Una canzone, un cantante, pochi strumenti. Tutto nella cornice storica di Piazza Vecchia, già di per sé insuperabile e ineguagliabile scenografia naturale, avvolta nel buio complice e quasi primaverile della solitudine urbana e desertica in tempi di Covid.

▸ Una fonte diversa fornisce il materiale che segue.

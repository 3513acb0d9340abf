//! Secondary photon index (§4.7, C7): a uniform grid over cubic cells,
//! used above a configurable photon count instead of the kd-tree, per
//! `src/photon/hashgrid.cc`'s `pushPhoton`/`updateGrid`/`gather` split.

use crate::photon::kdtree::HasPosition;
use crate::photon::Photon;
use crate::{Bounds3f, Float};

/// Large odd primes mixed with the cell coordinates, as in the original's
/// three-coordinate hash.
const PRIME_X: i64 = 73_856_093;
const PRIME_Y: i64 = 19_349_663;
const PRIME_Z: i64 = 83_492_791;

pub struct HashGrid {
    cell_size: Float,
    inv_cell_size: Float,
    grid_size: usize,
    bound: Bounds3f,
    buckets: Vec<Vec<Photon>>,
    pending: Vec<Photon>,
}

impl HashGrid {
    pub fn new(cell_size: Float, grid_size: usize, bound: Bounds3f) -> Self {
        Self {
            cell_size,
            inv_cell_size: 1.0 / cell_size,
            grid_size,
            bound,
            buckets: Vec::new(),
            pending: Vec::new(),
        }
    }

    fn cell_coord(&self, p: crate::Point3f) -> (i64, i64, i64) {
        let d = p - self.bound.min;
        (
            (d.x * self.inv_cell_size) as i64,
            (d.y * self.inv_cell_size) as i64,
            (d.z * self.inv_cell_size) as i64,
        )
    }

    fn hash(&self, ix: i64, iy: i64, iz: i64) -> usize {
        let h = (ix.wrapping_mul(PRIME_X)) ^ (iy.wrapping_mul(PRIME_Y)) ^ (iz.wrapping_mul(PRIME_Z));
        (h.rem_euclid(self.grid_size as i64)) as usize
    }

    pub fn push_photon(&mut self, p: Photon) {
        self.pending.push(p);
    }

    /// Rebuilds bucket contents from every pushed photon without
    /// reallocating the outer bucket array once it exists (mirrors the
    /// original's reuse of `hash_grid_` across calls).
    pub fn update_grid(&mut self) {
        if self.buckets.is_empty() {
            self.buckets.resize_with(self.grid_size, Vec::new);
        } else {
            for bucket in &mut self.buckets {
                bucket.clear();
            }
        }
        for p in self.pending.drain(..) {
            let (ix, iy, iz) = self.cell_coord(p.position());
            let idx = self.hash(ix, iy, iz);
            self.buckets[idx].push(p);
        }
    }

    /// Scans only the cells within a `ceil(r/cell_size)` neighborhood of
    /// `p`'s cell (§4.7).
    pub fn gather(&self, p: crate::Point3f, sq_radius: Float) -> Vec<(Float, Photon)> {
        if self.buckets.is_empty() {
            return Vec::new();
        }
        let radius = sq_radius.sqrt();
        let (cx, cy, cz) = self.cell_coord(p);
        let reach = (radius * self.inv_cell_size).ceil() as i64 + 1;

        let mut found = Vec::new();
        for iz in (cz - reach)..=(cz + reach) {
            for iy in (cy - reach)..=(cy + reach) {
                for ix in (cx - reach)..=(cx + reach) {
                    let idx = self.hash(ix, iy, iz);
                    for photon in &self.buckets[idx] {
                        let d = photon.position() - p;
                        let dist2 = d.x * d.x + d.y * d.y + d.z * d.z;
                        if dist2 < sq_radius {
                            found.push((dist2, *photon));
                        }
                    }
                }
            }
        }
        found
    }
}

#[cfg(test)]
mod tests {
    use super::*;
    use crate::spectrum::Spectrum;
    use crate::{point3f, vec3f};

    #[test]
    fn gather_finds_photons_within_radius_only() {
        let bound = Bounds3f::with_bounds(point3f!(-10.0, -10.0, -10.0), point3f!(10.0, 10.0, 10.0));
        let mut grid = HashGrid::new(0.5, 4096, bound);
        grid.push_photon(Photon { pos: point3f!(0.0, 0.0, 0.0), wi: vec3f!(0.0, 0.0, 1.0), power: Spectrum::uniform(1.0) });
        grid.push_photon(Photon { pos: point3f!(5.0, 0.0, 0.0), wi: vec3f!(0.0, 0.0, 1.0), power: Spectrum::uniform(1.0) });
        grid.update_grid();

        let found = grid.gather(point3f!(0.1, 0.0, 0.0), 1.0);
        assert_eq!(found.len(), 1);
    }
}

Niente parole. Finalmente. Niente presentatori. Finalmente. Niente ringraziamenti. Finalmente. A chi poi? È sufficiente la musica. Che come il silenzio (suo opposto) esprime più di mille parole e mille discorsi. Ancora una volta la musica manifesta in pieno tutto il suo potenziale emotivo e catartico capace di trasformarsi in complice medicina. O terapia. Musicoterapia, appunto.
Interprete espressivo Marco Mengoni che con la sola presenza (austera) e soprattutto una vocalità suadente, penetrante, densa di sfumature emotive è riuscito a riproporre “L’anno che verrà” (capolavoro musicale ma anche poetico di Lucio Dalla) con sapienza comunicativa e introspezione.

Ottimi i musicisti Giovanni Pallotti basso synth e direzione musicale, Nicola Peruch pianoforte, Daniele Parziani violino, Giulia Monti violoncello, Caterina Coco violino.

Quanta distanza con gli inutili slogan “andrà tutto bene” e striscioni vari in omaggio (rivelatisi, fra l’altro, fallaci e fallosi quanto gli oroscopi) e soprattutto quanta distanza dalle cerimonie cimiteriali con tanto di passerelle politiche – e non solo – e inutili prosopopee verbali. Grazie Rai. Davvero merce rara. La Bergamo seria, coerente e rispettosa delle regole (e delle leggi) ringrazia. Una volta tanto, o forse una volta di più, il servizio pubblico ha assolto tutto il suo compito fino in fondo. A volte bastano 5 minuti. Come in questo caso, per ricordare il dolore di Bergamo. Ci fa piacere sia stato proprio a Bergamo.